Food Manufacturing: an HACCP Plan for your Cleanroom

Hazard Control in Food Manufacturing: the 7 principles of an HACCP plan for your cleanroom

Quality food production relies on a number of factors, with cleanrooms often an essential feature of the manufacturing and packing process. But even with the most modern of cleanroom facilities, without a carefully considered and executed plan for Hazard Analysis and Critical Control Points (HACCP) – not to mention high-quality, disposable cleanroom supplies – that process can quickly and easily be undermined. Here is a summary of the 7 principles for an effective HACCP plan for food manufacturing.

1. Risk Mitigation
Ideally carried out before the first production event, a record should be constructed of materials entry points throughout the cleanroom and production complex at large, so that everything that goes through it is fully trackable and traceable throughout the entire system. With this key data having been documented in a laboratory information management system (LIMS), the hazard analysis can then be administered, which brings us to our next step:
2. Identifying Critical Control Points (CCPs)
Generally, although certainly not exclusively, CCPs are those locations where elements are added or removed from the production process, where there are openings or points of external access to the facility, or where packaging takes place. With this mapped into the LIMS, data is manageable and analysable.

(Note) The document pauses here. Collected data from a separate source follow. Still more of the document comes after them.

//! Tool System
//!
//! The closed tool set, the object-safe [`Tool`] contract, and the
//! per-agent [`ToolBox`] binding configurations to runnable instances.

mod calculator;
mod params;
mod search;
mod weather;

pub use calculator::CalculatorTool;
pub use params::normalize_parameters;
pub use search::SearchTool;
pub use weather::WeatherTool;

pub(crate) use params::coerce_bool;

use std::sync::Arc;

use async_trait::async_trait;
use serde::{Deserialize, Serialize};
use serde_json::json;

use crate::backends::ToolBackends;
use crate::error::{AgentError, Result};
use crate::model::ToolConfig;

/// The closed set of tools an agent can be granted.
///
/// Adding a capability means adding a variant here and a construction
/// arm in [`ToolBox::new`]; nothing else dispatches on tool names.
#[derive(Clone, Copy, Debug, PartialEq, Eq, Hash, Serialize, Deserialize)]
#[serde(rename_all = "snake_case")]
pub enum ToolName {
    Calculator,
    WebSearch,
    AmapWeather,
}

impl ToolName {
    /// Every member of the closed set, in catalog order
    pub const ALL: [Self; 3] = [Self::Calculator, Self::WebSearch, Self::AmapWeather];

    /// Wire name, as stored and as models address tools
    pub const fn as_str(self) -> &'static str {
        match self {
            Self::Calculator => "calculator",
            Self::WebSearch => "web_search",
            Self::AmapWeather => "amap_weather",
        }
    }

    /// Parse a wire name; `None` for anything outside the closed set
    pub fn parse(name: &str) -> Option<Self> {
        match name {
            "calculator" => Some(Self::Calculator),
            "web_search" => Some(Self::WebSearch),
            "amap_weather" => Some(Self::AmapWeather),
            _ => None,
        }
    }

    /// One-line capability description used in planning prompts
    pub const fn capability(self) -> &'static str {
        match self {
            Self::Calculator => "evaluate arithmetic expressions with + - * / and parentheses",
            Self::WebSearch => "search the web for fresh information via Google Programmable Search",
            Self::AmapWeather => "look up live or forecast weather for a city via AMap",
        }
    }

    /// Selection catalog shown to the agent factory model: name,
    /// description, and a sketch of the accepted parameters.
    pub fn catalog() -> serde_json::Value {
        json!([
            {
                "name": Self::Calculator.as_str(),
                "description": Self::Calculator.capability(),
                "parameters": {}
            },
            {
                "name": Self::WebSearch.as_str(),
                "description": Self::WebSearch.capability(),
                "parameters": {
                    "auto_search": "boolean, search proactively for every task",
                    "strategy": "string, free-form hint for the planner",
                    "search_params": "object, raw query overrides such as num or hl"
                }
            },
            {
                "name": Self::AmapWeather.as_str(),
                "description": Self::AmapWeather.capability(),
                "parameters": {
                    "mode": "string, 'live' or 'forecast'"
                }
            }
        ])
    }
}

impl std::fmt::Display for ToolName {
    fn fmt(&self, f: &mut std::fmt::Formatter<'_>) -> std::fmt::Result {
        f.write_str(self.as_str())
    }
}

/// A runnable capability bound to one agent's configuration
#[async_trait]
pub trait Tool: Send + Sync {
    /// Which member of the closed set this instance is
    fn name(&self) -> ToolName;

    /// Execute with a free-form query, returning formatted output
    async fn run(&self, query: &str) -> Result<String>;
}

/// An agent's tool configurations bound to concrete instances.
///
/// Built fresh for every task. Duplicate names replace the earlier
/// instance while keeping its position, so the last configuration wins
/// without reordering the set.
pub struct ToolBox {
    tools: Vec<(ToolName, Arc<dyn Tool>)>,
}

impl ToolBox {
    /// Instantiate every configured tool over the given backends.
    ///
    /// Parameters are normalized before use, so definitions edited
    /// outside the factory still get schema-clean values.
    pub fn new(configs: &[ToolConfig], backends: &ToolBackends) -> Self {
        let mut tools: Vec<(ToolName, Arc<dyn Tool>)> = Vec::new();
        for config in configs {
            let parameters = normalize_parameters(config.name, &config.parameters);
            let tool: Arc<dyn Tool> = match config.name {
                ToolName::Calculator => Arc::new(CalculatorTool),
                ToolName::WebSearch => {
                    Arc::new(SearchTool::new(backends.search.clone(), &parameters))
                }
                ToolName::AmapWeather => {
                    Arc::new(WeatherTool::new(backends.weather.clone(), &parameters))
                }
            };
            match tools.iter_mut().find(|(name, _)| *name == config.name) {
                Some(slot) => slot.1 = tool,
                None => tools.push((config.name, tool)),
            }
        }
        Self { tools }
    }

    /// Run a configured tool, or fail when the agent was not granted it
    pub async fn run(&self, name: ToolName, query: &str) -> Result<String> {
        match self.tools.iter().find(|(configured, _)| *configured == name) {
            Some((_, tool)) => tool.run(query).await,
            None => Err(AgentError::ToolUnavailable(name)),
        }
    }

    /// Configured tool names, in configuration order
    pub fn available_tool_names(&self) -> Vec<ToolName> {
        self.tools.iter().map(|(name, _)| *name).collect()
    }

    pub fn is_empty(&self) -> bool {
        self.tools.is_empty()
    }

    pub fn len(&self) -> usize {
        self.tools.len()
    }
}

3. Establishing Critical Thresholds
At each location of critical control point, a threshold must be established, which defines the limit or condition at which the product may be compromised.
4. Establishing Checking Procedure
Normally, critical thresholds will have a numeric value and so be objective, measurable and recordable for both ongoing and retrospective analysis. An automated procedure for monitoring of this kind allows for issue detection, automated alerts, and so a proactive response to potential hazards.

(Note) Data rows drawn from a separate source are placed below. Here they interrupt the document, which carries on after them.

impl AgentFactory {
    pub fn new(completion: Option<Arc<dyn CompletionClient>>) -> Self {
        Self { completion }
    }

    fn completion(&self) -> Option<&dyn CompletionClient> {
        self.completion.as_deref()
    }

    /// Synthesize a complete agent definition from a requirement.
    ///
    /// Infallible: without a usable backend the agent carries no tools
    /// and deterministic fallback metadata.
    pub async fn create_agent(&self, user_requirement: &str, is_composite: bool) -> AgentDefinition {
        let tools = self.select_tools(user_requirement).await;
        let metadata = self.build_metadata(user_requirement, &tools).await;

        AgentDefinition {
            agent_id: Uuid::new_v4().to_string(),
            name: metadata.name,
            description: metadata.description,
            prompt: metadata.prompt,
            tools,
            created_at: Utc::now(),
            is_composite,
            sub_agents: Vec::new(),
        }
    }

    /// Pick tools from the closed catalog via the model. Selection is
    /// few-shot prompted; unknown names are dropped and parameters are
    /// normalized before they ever reach a definition.
    async fn select_tools(&self, user_requirement: &str) -> Vec<ToolConfig> {
        let Some(client) = self.completion() else {
            return Vec::new();
        };

        let catalog = ToolName::catalog().to_string();
        let system = "You are an expert AI system architect. Given a user requirement and a \
                      list of available tools, select the minimal set of tools the agent needs.\n\
                      Guidelines:\n\
                      - Arithmetic or numeric evaluation: choose calculator.\n\
                      - Weather questions, live or forecast, by city: choose amap_weather \
                      (parameters: mode = 'live' or 'forecast').\n\
                      - News, search, or research questions: choose web_search.\n\
                      - Only choose web_search when fresh web information is required or \
                      clearly implied.\n\
                      Return strict JSON with one field `tools`: a list of objects \
                      {name, description, parameters?}. Return an empty list when no tool fits.";

        let output_hint = "\nOutput strict JSON with only the `tools` field.";
        let weather_example = json!({
            "tools": [{
                "name": "amap_weather",
                "description": "Live and forecast weather lookups by city",
                "parameters": {"mode": "forecast"}
            }]
        });
        let news_example = json!({
            "tools": [{
                "name": "web_search",
                "description": "Search for fresh news and headlines",
                "parameters": {"auto_search": true}
            }]
        });

        let turns = vec![
            ChatTurn::user(format!(
                "User requirement: Create a weather assistant that reports current conditions \
                 and the coming days\nAvailable tools: {catalog}{output_hint}"
            )),
            ChatTurn::assistant(weather_example.to_string()),
            ChatTurn::user(format!(
                "User requirement: Create a news agent focused on the latest headlines\n\
                 Available tools: {catalog}{output_hint}"
            )),
            ChatTurn::assistant(news_example.to_string()),
            ChatTurn::user(format!(
                "User requirement: {user_requirement}\nAvailable tools: {catalog}{output_hint}"
            )),
        ];

        let content = match client.complete(system, &turns, 0.0).await {
            Ok(content) if !content.trim().is_empty() => content,
            Ok(_) => {
                tracing::warn!("empty tool selection response; creating a tool-less agent");
                return Vec::new();
            }
            Err(error) => {
                tracing::warn!(%error, "tool selection failed; creating a tool-less agent");
                return Vec::new();
            }
        };

        let payload = match serde_json::from_str::<ToolSelectionPayload>(&content) {
            Ok(payload) => payload,
            Err(error) => {
                tracing::warn!(%error, "unparseable tool selection payload");
                return Vec::new();
            }
        };

        payload
            .tools
            .into_iter()
            .filter_map(|selected| {
                let tool = ToolName::parse(selected.name.as_deref().unwrap_or_default())?;
                let parameters = selected.parameters.unwrap_or_default();
                Some(ToolConfig {
                    name: tool,
                    description: selected.description.unwrap_or_default(),
                    parameters: normalize_parameters(tool, &parameters),
                })
            })
            .collect()
    }

    /// Write the agent's name, description, and system prompt via the
    /// model, with two-stage JSON recovery on the reply.
    async fn build_metadata(
        &self,
        user_requirement: &str,
        tools: &[ToolConfig],
    ) -> AgentMetadata {
        let Some(client) = self.completion() else {
            tracing::warn!("completion backend not configured; using fallback agent metadata");
            return fallback_metadata(user_requirement, tools);
        };

        let tools_summary = Value::Array(
            tools
                .iter()
                .map(|tool| {
                    json!({
                        "name": tool.name,
                        "description": tool.description,
                        "parameters": tool.parameters,
                    })
                })
                .collect(),
        )
        .to_string();

        let system = "You are a senior AI system designer. Using the user requirement and the \
                      agent's tools, produce the agent's metadata.\n\
                      Output strict JSON with exactly these fields:\n\
                      - name: a concise agent name\n\
                      - description: one clear sentence covering capabilities and scope\n\
                      - prompt: the agent's system prompt, covering persona, workflow, and the \
                      available tools with usage principles\n\
                      Do not output anything beyond the JSON, and no code fences.";
        let user = format!(
            "User requirement: {user_requirement}\nAgent tools (JSON): {tools_summary}\n\
             Return only the requested JSON."
        );

        match client.complete(system, &[ChatTurn::user(user)], 0.2).await {
            Ok(content) if !content.trim().is_empty() => {
                match parse_json_with_recovery::<AgentMetadata>(&content) {
                    Some(metadata) => metadata,
                    None => {
                        tracing::error!("unparseable agent metadata; using fallback");
                        fallback_metadata(user_requirement, tools)
                    }
                }
            }
            Ok(_) => {
                tracing::error!("empty agent metadata response; using fallback");
                fallback_metadata(user_requirement, tools)
            }
            Err(error) => {
                tracing::error!(%error, "agent metadata generation failed; using fallback");
                fallback_metadata(user_requirement, tools)
            }
        }
    }
}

5. Establishing Response Procedure
A defined procedure for occurrences such as those that might generate alerts should be set so that responses are standardised and in keeping with policy. These standard operating procedures (SOPs) can be incorporated into the LIMS so that the human response may be as objective as the system that generated the alert.
6. Equipment and Process Maintenance
A program for maintenance can also be incorporated into the LIMS, which should include not only automated notifications for equipment checks, but also an ongoing monitoring of the larger production process, allowing for process flexibility and development.
7. Recordkeeping
An automated HACCP strategy that is cohesively planned out and implemented with the LIMS allows for accurate, automated auditing and reporting, helping to keep data retrieval and hazard mitigation and response objective, accurate and efficient. Furthermore, with recordkeeping a natural outcome of a properly conducted HACCP, problem materials or procedures can be traced and isolated in keeping with company policy and cleanroom regulations.